Relatore: Ugo Spagnoli

Data deposito:

Tipologia: O

Presidente: CASAVOLA

Massime

ORD. 477/94. PROCESSO PENALE - INDAGINI PRELIMINARI - TERMINE PER IL LORO COMPIMENTO - DECORRENZA DALLA DATA DI ISCRIZIONE IN REGISTRO DELLA NOTIZIA DI REATO ANZICHE', IN CASO DI RITARDATA ISCRIZIONE, DA QUELLA DELLA RICEZIONE DELLA NOTIZIA - LAMENTATA INOSSERVANZA DELLA PREVISIONE DELLA CONVENZIONE PER LA SALVAGUARDIA DEI DIRITTI DELL'UOMO E DELLE LIBERTA' FONDAMENTALI CIRCA IL DIRITTO DI OGNI PERSONA ALL'ESAME DELLA SUA CAUSA IN TEMPO RAGIONEVOLE - ASSERITA VIOLAZIONE, ALTRESI', DEL PRINCIPIO DI EGUAGLIANZA, PER IL PREGIUDIZIO SUBITO DALL'INDAGATO RISPETTO ALLA SITUAZIONE TIPICA PREVISTA, E DELLA ESIGENZA DI CERTEZZA NELLE CONDIZIONI E NEI TEMPI DI ESERCIZIO DELL'AZIONE PENALE - QUESTIONE SOLLEVATA NEL CORSO DI UN PROCESSO, REGOLATO DALLA DISCIPLINA TRANSITORIA, NEL QUALE LA NORMA IMPUGNATA E' INAPPLICABILE - MANIFESTA INAMMISSIBILITA' PER DIFETTO DI RILEVANZA .

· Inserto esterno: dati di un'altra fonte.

//! Guard composing token extraction, JWT verification and permission
//! enforcement around a protected action.
//!
//! ```text
//! Authorization header -> extract_bearer_token -> JwtValidator::validate
//!                      -> check_permissions -> action(claims)
//! ```
//!
//! The first failing stage short-circuits with its [`AuthError`]; the action
//! is never invoked on failure.

use crate::auth::claims::Claims;
use crate::auth::jwt::JwtValidator;
use crate::auth::permissions::check_permissions;
use crate::errors::AuthError;
use crate::observability::metrics::record_auth_failure;
use axum::http::{header::AUTHORIZATION, HeaderMap};
use std::future::Future;
use std::sync::Arc;
use tracing::instrument;

/// Description for a missing or malformed `Authorization` header.
pub const INVALID_HEADER: &str = "Invalid header";

/// Extract the bearer token from the `Authorization` header.
///
/// The header must be exactly two whitespace-separated parts, the first of
/// which is `bearer` (any case). The second part is returned unchanged.
///
/// # Errors
///
/// `AuthError::InvalidHeader` if the header is absent, not visible ASCII,
/// or not of the form `Bearer <token>`.
pub fn extract_bearer_token(headers: &HeaderMap) -> Result<&str, AuthError> {
    let invalid = || AuthError::InvalidHeader(INVALID_HEADER.to_string());

    let value = headers.get(AUTHORIZATION).ok_or_else(|| {
        tracing::debug!(target: "drinks.auth.guard", "Missing Authorization header");
        invalid()
    })?;

    let value = value.to_str().map_err(|_| {
        tracing::debug!(target: "drinks.auth.guard", "Authorization header is not visible ASCII");
        invalid()
    })?;

    let mut parts = value.split_whitespace();
    match (parts.next(), parts.next(), parts.next()) {
        (Some(scheme), Some(token), None) if scheme.eq_ignore_ascii_case("bearer") => Ok(token),
        _ => {
            tracing::debug!(target: "drinks.auth.guard", "Invalid Authorization header format");
            Err(invalid())
        }
    }
}

/// Reusable authorization guard for one required permission.
///
/// An empty permission only requires a valid token.
pub struct AuthGuard {
    validator: Arc<JwtValidator>,
    permission: String,
}

/// Build a guard that requires `permission`.
pub fn requires_auth(validator: Arc<JwtValidator>, permission: impl Into<String>) -> AuthGuard {
    AuthGuard {
        validator,
        permission: permission.into(),
    }
}

impl AuthGuard {
    pub fn permission(&self) -> &str {
        &self.permission
    }

    /// Run extraction, verification and enforcement, returning the claims.
    ///
    /// Failures are counted by error code before being returned.
    #[instrument(skip_all, name = "drinks.auth.guard", fields(permission = %self.permission))]
    pub async fn authorize(&self, headers: &HeaderMap) -> Result<Claims, AuthError> {
        let result = self.authorize_inner(headers).await;
        if let Err(e) = &result {
            record_auth_failure(e.code());
            tracing::debug!(
                target: "drinks.auth.guard",
                code = e.code(),
                status = e.status_code(),
                "Authorization failed"
            );
        }
        result
    }

    async fn authorize_inner(&self, headers: &HeaderMap) -> Result<Claims, AuthError> {
        let token = extract_bearer_token(headers)?;
        let claims = self.validator.validate(token).await?;
        check_permissions(&self.permission, &claims)?;
        Ok(claims)
    }

    /// Authorize, then invoke `action` with the claims.
    ///
    /// `action` is not called when authorization fails.
    pub async fn call<F, Fut, T>(&self, headers: &HeaderMap, action: F) -> Result<T, AuthError>
    where
        F: FnOnce(Claims) -> Fut,
        Fut: Future<Output = T>,
    {
        let claims = self.authorize(headers).await?;
        Ok(action(claims).await)
    }
}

La legittimita' costituzionale della decorrenza del termine per il compimento delle indagini preliminari, agli effetti della prevista inutilizzabilita' degli atti di indagini eseguiti dopo la sua scadenza, dalla data di iscrizione della notizia di reato nel relativo registro anziche' - nei casi in cui il pubblico ministero non vi abbia provveduto immediatamente - dalla data di ricezione della notizia, non puo' essere messa in discussione in un processo che - come nel caso il giudizio 'a quo' - in corso alla data del 24 ottobre 1989, pur proseguendo con l'osservanza delle disposizioni del nuovo codice, risulta regolato dalla disciplina transitoria, e nel quale pertanto, in forza dell'art. 258, terzo comma, d.lgs. n. 271 del 1989, i termini di durata delle indagini preliminari sono computati dalla data di entrata in vigore del nuovo codice. (Manifesta inammissibilita' della questione di legittimita' costituzionale, in riferimento agli artt. 3, 76 - in relazione all'art. 2 (alinea) legge 16 febbraio 1987, n. 81 - e 112 Cost., dell'art. 335 - in relazione agli artt. 406 e 407 - cod. proc. pen.). red.: S.P.